- Born: 1 May 1779 New York, New York, United States of America
- Died: 14 August 1852 (aged 73) Picton, New South Wales, Australia
- Burial place: Family vault on own property
- Occupations: British Defence Forces Personnel, Magistrate, Police Officer, and Grazier
- Organization: Bank of New South Wales
- Spouse: Eliza Wills
- Children: 6 sons, 3 daughters

= Henry Colden Antill =

Australian soldier and official (1779-1852)

Henry Colden Antill (1 May 1779 - 14 August 1852), born in New York was a soldier in the British Army, a settler in Australia, the director of the Bank of New South Wales, and the superintendent of police in his district. He was of English ancestry, because of his great-grandfather Edward Antill who migrated from England to America in 1680.

== Life ==
After John Antill's father's properties were seized due to his involvement in the fight for American independence as a major in the New Jersey Volunteers, he and his family moved to Canada, where Henry Colden spent his youth. He enlisted in the British army in 1796 as an ensign and joined the 73rd Regiment, serving in India and Seringapatam. During this time, he succumbed to a severe shoulder injury. In 1799, he was promoted to a lieutenant and formed a friendship with Captain Lachlan Macquarie.

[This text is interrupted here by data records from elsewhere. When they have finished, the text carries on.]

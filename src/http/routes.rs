//! Axum router configuration

use axum::{
    http::{header, Method},
    middleware,
    routing::get,
    Router,
};
use std::sync::Arc;
use std::time::Duration;
use tower_http::cors::{Any, CorsLayer};
use tower_http::trace::TraceLayer;

use crate::state::AppState;

use super::handlers::{get_transcript, health_check, version_check};
use super::middleware::request_logger;

/// Create the Axum router with all routes
pub fn create_router(state: Arc<AppState>) -> Router {
    let cors_enabled = state.config.cors_enabled;

    let router = Router::new()
        .route("/", get(get_transcript))
        // Health and version endpoints
        .route("/health", get(health_check))
        .route("/version", get(version_check))
        // Middleware
        .layer(middleware::from_fn(request_logger))
        .layer(TraceLayer::new_for_http())
        // State
        .with_state(state);

    if cors_enabled {
        let cors = CorsLayer::new()
            .allow_origin(Any)
            .allow_methods([Method::GET, Method::OPTIONS])
            .allow_headers([header::ACCEPT, header::CONTENT_TYPE, header::ORIGIN])
            .max_age(Duration::from_secs(3600));
        router.layer(cors)
    } else {
        router
    }
}
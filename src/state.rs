//! Application state
//!
//! Holds the server configuration and the two injected collaborators: the
//! video client and the rate limiter. Nothing else is shared between requests.

use std::sync::Arc;

use crate::config::ServerConfig;
use crate::limits::RateLimiter;
use crate::youtube::VideoClient;

pub struct AppState {
    pub config: ServerConfig,
    pub client: Arc<dyn VideoClient>,
    pub limiter: Arc<dyn RateLimiter>,
}

impl AppState {
    pub fn new(
        config: ServerConfig,
        client: Arc<dyn VideoClient>,
        limiter: Arc<dyn RateLimiter>,
    ) -> Self {
        Self {
            config,
            client,
            limiter,
        }
    }
}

He and his regiment returned to England on 11 January 1809, where he was promoted to captain. Later that year, Antill and the 73rd regiment sailed to Australia under the command of Macquarie. Antill was appointed aide-de-camp to the Governor General Nightingall, after a recommendation by Macquarie. He was also promoted to the major of the brigade in 1811. The governor, under the companionship of Antill, toured the settled areas and visited Van Diemen's Land in 1811.

He was a close friend and ally of William Redfern, and a firm supporter of the emancipist cause. Antill was also the director of the Bank of New South Wales between 1819 and 1821.

He married Eliza Wills on the 9th October 1818 at St Philip's Church in Sydney. In 1821, he retired from the military, and they settled at Moorebank near Liverpool, and then moved to his estate near Picton in 1825. Antill became a justice of the peace in 1821 and later served as resident magistrate and superintendent of the district police force.

On 14 August 1852, Antill died at Jarvisfield. Wills died on 30 September 1858. Together, they had nine children, six sons and three daughters.